The Associated Press
PORTLAND — Biologist Rich Lincoln worries that the fragile balance of endangered salmon runs are threatened by an outdated hatchery system.
Fishery managers have known for years that hatchery-raised salmon aren't as robust as wild fish, and that their lack of genetic diversity means whole fisheries may collapse under unfavorable ocean conditions.
But an international conference of scientists and fisheries managers meeting in Portland this week is looking at less-studied impacts — disease, predation and competition for food — and how to overhaul a hatchery system that may hurt wild salmon more than it helps.

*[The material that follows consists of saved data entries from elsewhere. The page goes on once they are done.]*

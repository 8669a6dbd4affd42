//! # Jasper
//!
//! Nodes for distributed-systems test harnesses. A node speaks line-delimited
//! JSON on stdin/stdout and runs exactly one workload:
//!
//! | Workload          | Messages                                  |
//! |-------------------|-------------------------------------------|
//! | `echo`            | `echo`                                    |
//! | `broadcast`       | `topology`, `broadcast`, `read`           |
//! | `g-set`           | `add`, `read`, `replicate`                |
//! | `g-counter`       | `add`, `read`, `replicate`                |
//! | `pn-counter`      | `add`, `read`, `replicate`                |
//! | `txn-list-append` | `txn`                                     |
//!
//! Every workload also answers `echo`.

pub use jasper_core as core;
pub use jasper_gossip as gossip;
pub use jasper_node as node;
pub use jasper_replica as replica;
pub use jasper_txn as txn;

use jasper_gossip::Broadcast;
use jasper_node::{Body, Message, Node, NodeBuilder, NodeConfig, Result};
use jasper_replica::{GCounterServer, GSetServer, PNCounterServer};
use jasper_txn::TxnServer;
use serde_json::Value;

/// Which protocol a node serves.
#[derive(Clone, Copy, Debug, PartialEq, Eq, clap::ValueEnum)]
pub enum Workload {
    Echo,
    Broadcast,
    GSet,
    GCounter,
    PnCounter,
    TxnListAppend,
}

/// Answer `echo` with `echo_ok`, returning the `echo` field unchanged.
pub async fn echo(node: Node, msg: Message) -> Result<()> {
    let echo: Value = msg.body.field("echo")?;
    node.reply(&msg, Body::new("echo_ok").with("echo", echo))?;
    Ok(())
}

/// Build a node serving `workload`.
pub fn build_node(workload: Workload, config: NodeConfig) -> Result<Node> {
    let builder = NodeBuilder::with_config(config).handler("echo", echo)?;
    let builder = match workload {
        Workload::Echo => builder,
        Workload::Broadcast => Broadcast::new().register(builder)?,
        Workload::GSet => GSetServer::new().register(builder)?,
        Workload::GCounter => GCounterServer::new().register(builder)?,
        Workload::PnCounter => PNCounterServer::new().register(builder)?,
        Workload::TxnListAppend => TxnServer::new().register(builder)?,
    };
    Ok(builder.build())
}
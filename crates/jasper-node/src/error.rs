//! Error types for the node runtime.
//!
//! Wire-visible errors follow the maelstrom numeric taxonomy. Runtime-only
//! failures (duplicate registration, closed streams) report as `crash` if they
//! ever have to go on the wire.

use thiserror::Error;

/// Numeric error codes carried in `error` reply bodies.
#[derive(Clone, Copy, Debug, PartialEq, Eq, Hash)]
pub enum ErrorCode {
    Timeout,
    NotSupported,
    TemporarilyUnavailable,
    MalformedRequest,
    Crash,
    Abort,
    KeyDoesNotExist,
    KeyAlreadyExists,
    PreconditionFailed,
    TxnConflict,
}

impl ErrorCode {
    pub fn as_u32(self) -> u32 {
        match self {
            ErrorCode::Timeout => 0,
            ErrorCode::NotSupported => 10,
            ErrorCode::TemporarilyUnavailable => 11,
            ErrorCode::MalformedRequest => 12,
            ErrorCode::Crash => 13,
            ErrorCode::Abort => 14,
            ErrorCode::KeyDoesNotExist => 20,
            ErrorCode::KeyAlreadyExists => 21,
            ErrorCode::PreconditionFailed => 22,
            ErrorCode::TxnConflict => 30,
        }
    }

    pub fn from_u32(code: u32) -> Option<Self> {
        Some(match code {
            0 => ErrorCode::Timeout,
            10 => ErrorCode::NotSupported,
            11 => ErrorCode::TemporarilyUnavailable,
            12 => ErrorCode::MalformedRequest,
            13 => ErrorCode::Crash,
            14 => ErrorCode::Abort,
            20 => ErrorCode::KeyDoesNotExist,
            21 => ErrorCode::KeyAlreadyExists,
            22 => ErrorCode::PreconditionFailed,
            30 => ErrorCode::TxnConflict,
            _ => return None,
        })
    }
}

/// Errors raised by the runtime, by handlers, and by remote services.
#[derive(Error, Debug, Clone, PartialEq, Eq)]
pub enum NodeError {
    #[error("timed out: {0}")]
    Timeout(String),

    #[error("not supported: {0}")]
    NotSupported(String),

    #[error("temporarily unavailable: {0}")]
    TemporarilyUnavailable(String),

    #[error("malformed request: {0}")]
    MalformedRequest(String),

    #[error("crashed: {0}")]
    Crash(String),

    #[error("aborted: {0}")]
    Abort(String),

    #[error("key does not exist: {0}")]
    KeyDoesNotExist(String),

    #[error("key already exists: {0}")]
    KeyAlreadyExists(String),

    #[error("precondition failed: {0}")]
    PreconditionFailed(String),

    #[error("transaction conflict: {0}")]
    TxnConflict(String),

    #[error("handler already registered for message type {0:?}")]
    DuplicateHandler(String),

    #[error("node has not been initialised")]
    NotInitialized,

    #[error("outbound stream closed")]
    Closed,

    #[error("I/O error: {0}")]
    Io(String),
}

impl NodeError {
    /// Code to report when this error becomes an `error` reply.
    pub fn code(&self) -> ErrorCode {
        match self {
            NodeError::Timeout(_) => ErrorCode::Timeout,
            NodeError::NotSupported(_) => ErrorCode::NotSupported,
            NodeError::TemporarilyUnavailable(_) => ErrorCode::TemporarilyUnavailable,
            NodeError::MalformedRequest(_) => ErrorCode::MalformedRequest,
            NodeError::Abort(_) => ErrorCode::Abort,
            NodeError::KeyDoesNotExist(_) => ErrorCode::KeyDoesNotExist,
            NodeError::KeyAlreadyExists(_) => ErrorCode::KeyAlreadyExists,
            NodeError::PreconditionFailed(_) => ErrorCode::PreconditionFailed,
            NodeError::TxnConflict(_) => ErrorCode::TxnConflict,
            NodeError::Crash(_)
            | NodeError::DuplicateHandler(_)
            | NodeError::NotInitialized
            | NodeError::Closed
            | NodeError::Io(_) => ErrorCode::Crash,
        }
    }

    /// Human-readable text for the `text` field of an error reply.
    pub fn text(&self) -> String {
        match self {
            NodeError::Timeout(t)
            | NodeError::NotSupported(t)
            | NodeError::TemporarilyUnavailable(t)
            | NodeError::MalformedRequest(t)
            | NodeError::Crash(t)
            | NodeError::Abort(t)
            | NodeError::KeyDoesNotExist(t)
            | NodeError::KeyAlreadyExists(t)
            | NodeError::PreconditionFailed(t)
            | NodeError::TxnConflict(t) => t.clone(),
            other => other.to_string(),
        }
    }

    /// Rebuild a typed error from an `error` body received off the wire.
    /// Unknown codes are treated as crashes.
    pub fn from_code(code: u32, text: impl Into<String>) -> Self {
        let text = text.into();
        match ErrorCode::from_u32(code) {
            Some(ErrorCode::Timeout) => NodeError::Timeout(text),
            Some(ErrorCode::NotSupported) => NodeError::NotSupported(text),
            Some(ErrorCode::TemporarilyUnavailable) => NodeError::TemporarilyUnavailable(text),
            Some(ErrorCode::MalformedRequest) => NodeError::MalformedRequest(text),
            Some(ErrorCode::Abort) => NodeError::Abort(text),
            Some(ErrorCode::KeyDoesNotExist) => NodeError::KeyDoesNotExist(text),
            Some(ErrorCode::KeyAlreadyExists) => NodeError::KeyAlreadyExists(text),
            Some(ErrorCode::PreconditionFailed) => NodeError::PreconditionFailed(text),
            Some(ErrorCode::TxnConflict) => NodeError::TxnConflict(text),
            Some(ErrorCode::Crash) | None => NodeError::Crash(text),
        }
    }
}

impl From<serde_json::Error> for NodeError {
    fn from(err: serde_json::Error) -> Self {
        NodeError::MalformedRequest(err.to_string())
    }
}

impl From<std::io::Error> for NodeError {
    fn from(err: std::io::Error) -> Self {
        NodeError::Io(err.to_string())
    }
}

pub type Result<T> = std::result::Result<T, NodeError>;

"There is alarm," said Lincoln, director of the Portland-based nonprofit, State of the Salmon, which organized the conference. "The question is, do you need to see the results of the inevitable to see the collaboration that nations need to take?"
Five billion hatchery fish are pumped into the northern Pacific yearly and account for as much as 90 percent of the young fish entering the ocean. Almost the entire Japanese fishery comes from hatcheries, and the percentage is rising from Alaska to California. The Columbia River basin relies heavily on hatchery fish, especially chinook.

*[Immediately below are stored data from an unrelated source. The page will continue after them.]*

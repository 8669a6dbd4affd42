//! Key-value store seam.
//!
//! The engine only ever needs three operations against its backing stores:
//! point read, blind write, and compare-and-swap. [`ServiceKv`] performs them
//! as RPCs against a named service (`lin-kv`, `lww-kv`); [`MemoryKv`] keeps
//! the data in process and also answers the same wire requests, so tests can
//! stand it in for the real service.

use async_trait::async_trait;
use jasper_node::{Body, Node, NodeError, Result};
use parking_lot::Mutex;
use serde_json::Value;
use std::collections::HashMap;

pub const LIN_KV: &str = "lin-kv";
pub const LWW_KV: &str = "lww-kv";

/// Storage operations a transaction needs.
///
/// Failures use the service error taxonomy: a missing key on `cas` is
/// [`NodeError::KeyDoesNotExist`], a `from` mismatch is
/// [`NodeError::PreconditionFailed`].
#[async_trait]
pub trait KvStore: Send + Sync {
    /// Current value of `key`, or `None` if it was never written.
    async fn read(&self, key: &str) -> Result<Option<Value>>;

    /// Unconditionally set `key` to `value`.
    async fn write(&self, key: &str, value: Value) -> Result<()>;

    /// Set `key` to `to` if it currently holds `from`. With
    /// `create_if_not_exists`, a missing key is created holding `to`.
    async fn cas(&self, key: &str, from: Value, to: Value, create_if_not_exists: bool)
        -> Result<()>;
}

/// A [`KvStore`] backed by an external service reached through a node.
#[derive(Clone)]
pub struct ServiceKv {
    node: Node,
    service: String,
}

impl ServiceKv {
    pub fn new(node: Node, service: impl Into<String>) -> Self {
        Self {
            node,
            service: service.into(),
        }
    }

    pub fn lin_kv(node: Node) -> Self {
        Self::new(node, LIN_KV)
    }

    pub fn lww_kv(node: Node) -> Self {
        Self::new(node, LWW_KV)
    }

    async fn call(&self, body: Body, expect: &str) -> Result<Body> {
        let reply = self.node.service_request(&self.service, body).await?;
        if reply.kind != expect {
            return Err(NodeError::Crash(format!(
                "{} answered {:?}, expected {:?}",
                self.service, reply.kind, expect
            )));
        }
        Ok(reply)
    }
}

#[async_trait]
impl KvStore for ServiceKv {
    async fn read(&self, key: &str) -> Result<Option<Value>> {
        match self.call(Body::new("read").with("key", key), "read_ok").await {
            Ok(reply) => Ok(reply.get("value").cloned()),
            Err(NodeError::KeyDoesNotExist(_)) => Ok(None),
            Err(err) => Err(err),
        }
    }

    async fn write(&self, key: &str, value: Value) -> Result<()> {
        let body = Body::new("write").with("key", key).with("value", value);
        self.call(body, "write_ok").await.map(|_| ())
    }

    async fn cas(
        &self,
        key: &str,
        from: Value,
        to: Value,
        create_if_not_exists: bool,
    ) -> Result<()> {
        let body = Body::new("cas")
            .with("key", key)
            .with("from", from)
            .with("to", to)
            .with("create_if_not_exists", create_if_not_exists);
        self.call(body, "cas_ok").await.map(|_| ())
    }
}

/// In-process linearizable key-value map.
#[derive(Debug, Default)]
pub struct MemoryKv {
    data: Mutex<HashMap<String, Value>>,
}

impl MemoryKv {
    pub fn new() -> Self {
        Self::default()
    }

    pub fn get(&self, key: &str) -> Option<Value> {
        self.data.lock().get(key).cloned()
    }

    pub fn len(&self) -> usize {
        self.data.lock().len()
    }

    pub fn is_empty(&self) -> bool {
        self.data.lock().is_empty()
    }

    fn compare_and_set(
        &self,
        key: &str,
        from: &Value,
        to: Value,
        create_if_not_exists: bool,
    ) -> Result<()> {
        let mut data = self.data.lock();
        match data.get(key) {
            None if create_if_not_exists => {}
            None => return Err(NodeError::KeyDoesNotExist(format!("key {:?} does not exist", key))),
            Some(current) if current == from => {}
            Some(current) => {
                return Err(NodeError::PreconditionFailed(format!(
                    "expected {}, but had {}",
                    from, current
                )))
            }
        }
        data.insert(key.to_string(), to);
        Ok(())
    }

    /// Answer one service request body (`read`, `write` or `cas`).
    pub fn handle(&self, request: &Body) -> Body {
        self.answer(request).unwrap_or_else(|err| Body::error(&err))
    }

    fn answer(&self, request: &Body) -> Result<Body> {
        let key = stored_key(request.get("key"))?;
        match request.kind.as_str() {
            "read" => self
                .get(&key)
                .map(|value| Body::new("read_ok").with("value", value))
                .ok_or_else(|| NodeError::KeyDoesNotExist(format!("key {:?} does not exist", key))),
            "write" => {
                let value = request.get("value").cloned().unwrap_or(Value::Null);
                self.data.lock().insert(key, value);
                Ok(Body::new("write_ok"))
            }
            "cas" => {
                let from = request.get("from").cloned().unwrap_or(Value::Null);
                let to = request.get("to").cloned().unwrap_or(Value::Null);
                let create = request
                    .optional::<bool>("create_if_not_exists")?
                    .unwrap_or(false);
                self.compare_and_set(&key, &from, to, create)?;
                Ok(Body::new("cas_ok"))
            }
            other => Err(NodeError::NotSupported(format!("unknown request {:?}", other))),
        }
    }
}

fn stored_key(key: Option<&Value>) -> Result<String> {
    match key {
        Some(Value::String(key)) => Ok(key.clone()),
        Some(other) => Ok(other.to_string()),
        None => Err(NodeError::MalformedRequest("missing field `key`".into())),
    }
}

#[async_trait]
impl KvStore for MemoryKv {
    async fn read(&self, key: &str) -> Result<Option<Value>> {
        Ok(self.get(key))
    }

    async fn write(&self, key: &str, value: Value) -> Result<()> {
        self.data.lock().insert(key.to_string(), value);
        Ok(())
    }

    async fn cas(
        &self,
        key: &str,
        from: Value,
        to: Value,
        create_if_not_exists: bool,
    ) -> Result<()> {
        self.compare_and_set(key, &from, to, create_if_not_exists)
    }
}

And regions that still have fairly healthy wild runs — the Gulf of Alaska and Russia's Sea of Okhotsk — are being overfished, said Peter Rand, a conservation biologist with State of the Salmon.
"Salmon are going to need every chance they can get to make it in these environments," Rand said.
A report by Oregon State University last year showed that hatchery fish can cause genetic problems in their wild-born cousins, so that even fish that survive to reproduce in the wild have fewer offspring.
Lincoln said he hoped the conference would produce policy recommendations for the National Oceanic and Atmospheric Administration, which oversees recovery for endangered-salmon species on the Pacific Coast. Possible recommendations could include a stronger effort to keep hatchery fish separate from wild salmon in spawning streams and reducing the number of wild salmon caught in fisheries.
"We have the opportunity to address things now," Lincoln said. "There isn't a magic or easy answers. But there's a way to look at costs and benefits together."